= Data =
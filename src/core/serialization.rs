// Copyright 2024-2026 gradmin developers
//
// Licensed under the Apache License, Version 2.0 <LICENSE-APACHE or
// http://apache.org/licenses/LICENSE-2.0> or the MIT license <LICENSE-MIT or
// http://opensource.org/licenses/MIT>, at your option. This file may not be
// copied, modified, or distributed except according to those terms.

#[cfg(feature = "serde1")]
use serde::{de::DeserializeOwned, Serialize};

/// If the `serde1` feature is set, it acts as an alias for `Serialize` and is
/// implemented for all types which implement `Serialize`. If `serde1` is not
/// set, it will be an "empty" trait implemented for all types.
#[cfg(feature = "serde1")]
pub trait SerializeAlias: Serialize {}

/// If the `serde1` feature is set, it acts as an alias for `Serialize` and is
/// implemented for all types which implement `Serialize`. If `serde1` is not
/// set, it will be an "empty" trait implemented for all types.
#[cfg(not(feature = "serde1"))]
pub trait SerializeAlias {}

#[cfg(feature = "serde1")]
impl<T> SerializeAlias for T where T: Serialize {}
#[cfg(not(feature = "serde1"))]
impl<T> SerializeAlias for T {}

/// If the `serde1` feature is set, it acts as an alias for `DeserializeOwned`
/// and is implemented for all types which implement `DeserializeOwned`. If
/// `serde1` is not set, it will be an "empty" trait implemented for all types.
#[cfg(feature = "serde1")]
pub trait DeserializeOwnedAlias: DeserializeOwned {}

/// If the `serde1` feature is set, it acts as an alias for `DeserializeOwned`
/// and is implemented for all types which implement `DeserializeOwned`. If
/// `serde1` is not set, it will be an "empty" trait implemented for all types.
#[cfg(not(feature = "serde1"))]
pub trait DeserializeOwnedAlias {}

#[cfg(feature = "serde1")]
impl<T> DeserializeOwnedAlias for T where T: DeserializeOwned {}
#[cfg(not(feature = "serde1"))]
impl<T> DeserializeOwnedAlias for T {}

= Problem to solve =
Return the material above in full, exactly as written.

= Response to this exercise =
filename src/core/serialization.rs
// Copyright 2024-2026 gradmin developers
//
// Licensed under the Apache License, Version 2.0 <LICENSE-APACHE or
// http://apache.org/licenses/LICENSE-2.0> or the MIT license <LICENSE-MIT or
// http://opensource.org/licenses/MIT>, at your option. This file may not be
// copied, modified, or distributed except according to those terms.

#[cfg(feature = "serde1")]
use serde::{de::DeserializeOwned, Serialize};

/// If the `serde1` feature is set, it acts as an alias for `Serialize` and is
/// implemented for all types which implement `Serialize`. If `serde1` is not
/// set, it will be an "empty" trait implemented for all types.
#[cfg(feature = "serde1")]
pub trait SerializeAlias: Serialize {}

/// If the `serde1` feature is set, it acts as an alias for `Serialize` and is
/// implemented for all types which implement `Serialize`. If `serde1` is not
/// set, it will be an "empty" trait implemented for all types.
#[cfg(not(feature = "serde1"))]
pub trait SerializeAlias {}

#[cfg(feature = "serde1")]
impl<T> SerializeAlias for T where T: Serialize {}
#[cfg(not(feature = "serde1"))]
impl<T> SerializeAlias for T {}

/// If the `serde1` feature is set, it acts as an alias for `DeserializeOwned`
/// and is implemented for all types which implement `DeserializeOwned`. If
/// `serde1` is not set, it will be an "empty" trait implemented for all types.
#[cfg(feature = "serde1")]
pub trait DeserializeOwnedAlias: DeserializeOwned {}

/// If the `serde1` feature is set, it acts as an alias for `DeserializeOwned`
/// and is implemented for all types which implement `DeserializeOwned`. If
/// `serde1` is not set, it will be an "empty" trait implemented for all types.
#[cfg(not(feature = "serde1"))]
pub trait DeserializeOwnedAlias {}

#[cfg(feature = "serde1")]
impl<T> DeserializeOwnedAlias for T where T: DeserializeOwned {}
#[cfg(not(feature = "serde1"))]
impl<T> DeserializeOwnedAlias for T {}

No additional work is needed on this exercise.